Stored items:
= Beginning of Section =

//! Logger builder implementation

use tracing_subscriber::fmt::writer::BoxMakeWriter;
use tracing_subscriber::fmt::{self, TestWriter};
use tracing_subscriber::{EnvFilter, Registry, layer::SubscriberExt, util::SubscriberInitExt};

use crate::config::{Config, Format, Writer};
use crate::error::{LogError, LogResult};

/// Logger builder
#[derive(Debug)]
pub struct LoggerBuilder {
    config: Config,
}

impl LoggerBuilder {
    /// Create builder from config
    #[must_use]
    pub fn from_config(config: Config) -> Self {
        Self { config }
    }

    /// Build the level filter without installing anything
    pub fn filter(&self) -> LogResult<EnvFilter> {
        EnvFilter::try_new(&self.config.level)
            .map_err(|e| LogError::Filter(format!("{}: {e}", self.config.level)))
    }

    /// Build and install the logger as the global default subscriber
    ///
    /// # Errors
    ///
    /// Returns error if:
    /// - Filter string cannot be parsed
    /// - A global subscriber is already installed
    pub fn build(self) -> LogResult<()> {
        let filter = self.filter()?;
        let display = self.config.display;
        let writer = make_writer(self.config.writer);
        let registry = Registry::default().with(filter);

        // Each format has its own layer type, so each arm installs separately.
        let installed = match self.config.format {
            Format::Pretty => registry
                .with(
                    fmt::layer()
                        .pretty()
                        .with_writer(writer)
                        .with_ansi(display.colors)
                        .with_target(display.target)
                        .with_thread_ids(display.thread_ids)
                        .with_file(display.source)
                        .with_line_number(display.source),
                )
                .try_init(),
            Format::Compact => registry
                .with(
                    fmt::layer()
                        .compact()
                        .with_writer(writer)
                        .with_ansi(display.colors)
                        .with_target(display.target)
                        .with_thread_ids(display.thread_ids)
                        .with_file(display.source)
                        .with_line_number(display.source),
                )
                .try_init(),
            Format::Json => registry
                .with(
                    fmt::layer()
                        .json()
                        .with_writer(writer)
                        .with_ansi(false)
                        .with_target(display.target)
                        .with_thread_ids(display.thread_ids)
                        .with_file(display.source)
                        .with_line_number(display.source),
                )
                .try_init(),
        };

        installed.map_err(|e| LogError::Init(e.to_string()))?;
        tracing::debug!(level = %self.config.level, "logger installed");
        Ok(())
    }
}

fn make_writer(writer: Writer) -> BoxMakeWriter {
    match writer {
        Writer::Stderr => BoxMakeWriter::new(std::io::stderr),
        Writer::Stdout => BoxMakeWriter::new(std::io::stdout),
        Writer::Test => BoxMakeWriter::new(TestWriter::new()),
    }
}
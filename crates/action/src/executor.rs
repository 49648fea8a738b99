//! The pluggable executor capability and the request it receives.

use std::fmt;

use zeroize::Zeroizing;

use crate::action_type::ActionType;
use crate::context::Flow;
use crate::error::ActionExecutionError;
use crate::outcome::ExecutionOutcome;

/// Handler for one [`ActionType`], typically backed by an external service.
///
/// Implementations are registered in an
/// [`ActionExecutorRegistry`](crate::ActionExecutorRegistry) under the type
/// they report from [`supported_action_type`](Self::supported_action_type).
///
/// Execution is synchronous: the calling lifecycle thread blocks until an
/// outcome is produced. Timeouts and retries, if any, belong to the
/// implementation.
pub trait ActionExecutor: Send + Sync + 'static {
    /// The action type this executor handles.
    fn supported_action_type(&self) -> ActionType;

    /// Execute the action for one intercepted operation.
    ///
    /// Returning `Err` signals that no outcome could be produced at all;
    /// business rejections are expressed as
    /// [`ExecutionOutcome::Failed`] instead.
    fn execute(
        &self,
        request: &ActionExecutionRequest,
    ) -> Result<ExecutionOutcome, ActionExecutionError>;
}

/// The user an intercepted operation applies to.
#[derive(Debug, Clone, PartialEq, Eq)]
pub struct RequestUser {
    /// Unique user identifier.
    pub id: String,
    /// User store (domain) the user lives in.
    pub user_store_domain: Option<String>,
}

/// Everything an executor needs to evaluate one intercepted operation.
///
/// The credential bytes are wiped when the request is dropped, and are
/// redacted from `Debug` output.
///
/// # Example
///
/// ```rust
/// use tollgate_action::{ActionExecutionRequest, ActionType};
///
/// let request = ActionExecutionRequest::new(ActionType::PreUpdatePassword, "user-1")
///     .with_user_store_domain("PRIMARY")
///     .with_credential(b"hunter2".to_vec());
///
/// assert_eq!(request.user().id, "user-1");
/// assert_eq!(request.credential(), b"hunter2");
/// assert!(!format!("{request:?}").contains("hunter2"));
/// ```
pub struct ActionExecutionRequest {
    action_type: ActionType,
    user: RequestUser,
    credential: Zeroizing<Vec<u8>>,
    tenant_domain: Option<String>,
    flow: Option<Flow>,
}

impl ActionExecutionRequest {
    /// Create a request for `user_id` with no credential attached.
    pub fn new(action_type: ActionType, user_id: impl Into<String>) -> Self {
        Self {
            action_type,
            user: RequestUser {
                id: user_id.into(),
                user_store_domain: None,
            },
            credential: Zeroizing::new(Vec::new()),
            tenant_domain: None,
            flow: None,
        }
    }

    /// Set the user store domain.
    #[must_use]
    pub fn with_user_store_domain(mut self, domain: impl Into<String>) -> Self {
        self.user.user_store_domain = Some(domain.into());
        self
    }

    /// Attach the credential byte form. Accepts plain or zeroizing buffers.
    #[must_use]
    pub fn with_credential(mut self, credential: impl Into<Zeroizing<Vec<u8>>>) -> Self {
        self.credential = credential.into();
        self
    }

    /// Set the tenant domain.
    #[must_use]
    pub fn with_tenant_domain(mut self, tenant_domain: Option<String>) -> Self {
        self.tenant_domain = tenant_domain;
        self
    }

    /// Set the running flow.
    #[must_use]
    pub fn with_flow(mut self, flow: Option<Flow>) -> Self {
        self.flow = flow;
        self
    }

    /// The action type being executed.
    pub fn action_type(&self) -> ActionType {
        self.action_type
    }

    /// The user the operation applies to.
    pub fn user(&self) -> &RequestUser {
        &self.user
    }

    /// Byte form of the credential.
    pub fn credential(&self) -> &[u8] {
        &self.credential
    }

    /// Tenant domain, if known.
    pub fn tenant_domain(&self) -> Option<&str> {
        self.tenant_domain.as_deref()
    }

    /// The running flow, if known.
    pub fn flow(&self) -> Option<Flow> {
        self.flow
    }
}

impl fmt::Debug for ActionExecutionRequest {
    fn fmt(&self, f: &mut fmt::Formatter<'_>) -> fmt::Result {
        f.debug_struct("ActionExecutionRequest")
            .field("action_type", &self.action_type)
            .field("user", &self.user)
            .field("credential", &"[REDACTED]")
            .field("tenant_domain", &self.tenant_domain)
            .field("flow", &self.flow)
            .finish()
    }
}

= End of Section =
= Beginning of Section =

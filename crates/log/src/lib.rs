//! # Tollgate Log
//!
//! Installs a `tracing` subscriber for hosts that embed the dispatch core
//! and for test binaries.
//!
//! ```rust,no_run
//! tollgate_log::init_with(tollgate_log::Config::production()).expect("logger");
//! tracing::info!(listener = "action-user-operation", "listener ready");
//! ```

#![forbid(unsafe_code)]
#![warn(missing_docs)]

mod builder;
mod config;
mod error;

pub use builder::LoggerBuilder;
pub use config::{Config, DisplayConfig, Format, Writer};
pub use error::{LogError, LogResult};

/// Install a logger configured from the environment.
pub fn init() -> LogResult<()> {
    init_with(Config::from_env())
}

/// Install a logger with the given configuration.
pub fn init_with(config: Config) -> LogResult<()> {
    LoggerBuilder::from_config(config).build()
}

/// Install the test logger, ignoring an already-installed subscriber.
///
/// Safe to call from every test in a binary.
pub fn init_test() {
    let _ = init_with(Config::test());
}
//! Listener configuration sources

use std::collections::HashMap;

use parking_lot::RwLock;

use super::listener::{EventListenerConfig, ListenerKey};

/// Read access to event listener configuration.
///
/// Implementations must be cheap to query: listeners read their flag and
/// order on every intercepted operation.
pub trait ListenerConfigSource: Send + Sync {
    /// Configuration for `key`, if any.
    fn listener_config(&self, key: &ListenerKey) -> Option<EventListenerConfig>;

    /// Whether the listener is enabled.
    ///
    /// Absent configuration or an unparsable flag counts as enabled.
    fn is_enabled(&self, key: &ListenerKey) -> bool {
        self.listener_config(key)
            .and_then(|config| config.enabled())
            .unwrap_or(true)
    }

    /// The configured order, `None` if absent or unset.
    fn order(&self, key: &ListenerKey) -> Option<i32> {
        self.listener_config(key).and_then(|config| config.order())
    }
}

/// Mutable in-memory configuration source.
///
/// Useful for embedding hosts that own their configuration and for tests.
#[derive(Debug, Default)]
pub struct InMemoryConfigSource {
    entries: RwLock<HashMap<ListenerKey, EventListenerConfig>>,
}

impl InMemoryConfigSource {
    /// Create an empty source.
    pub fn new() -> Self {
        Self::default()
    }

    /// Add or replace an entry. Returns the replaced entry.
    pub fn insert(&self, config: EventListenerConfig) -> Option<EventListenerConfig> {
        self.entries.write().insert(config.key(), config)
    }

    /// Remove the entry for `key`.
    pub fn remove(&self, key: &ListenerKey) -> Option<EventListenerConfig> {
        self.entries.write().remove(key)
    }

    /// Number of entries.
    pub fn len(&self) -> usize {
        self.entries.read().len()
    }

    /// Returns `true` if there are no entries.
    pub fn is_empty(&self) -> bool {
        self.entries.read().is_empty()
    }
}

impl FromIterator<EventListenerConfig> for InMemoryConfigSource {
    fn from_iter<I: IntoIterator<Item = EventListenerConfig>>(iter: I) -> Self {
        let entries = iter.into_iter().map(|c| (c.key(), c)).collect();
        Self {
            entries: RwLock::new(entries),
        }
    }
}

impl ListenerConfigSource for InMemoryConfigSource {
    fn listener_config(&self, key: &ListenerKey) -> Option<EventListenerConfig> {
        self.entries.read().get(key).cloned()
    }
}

= End of Section =

[EXERCISE AIM]: From the entries above, restate word for word the lines from the line containing "let writer = make_writer(self.config.writer);" to the line containing "let installed = match", both ends included, and nothing more.

[YOUR RESPONSE]:
        let writer = make_writer(self.config.writer);
        let registry = Registry::default().with(filter);

        // Each format has its own layer type, so each arm installs separately.
        let installed = match self.config.format {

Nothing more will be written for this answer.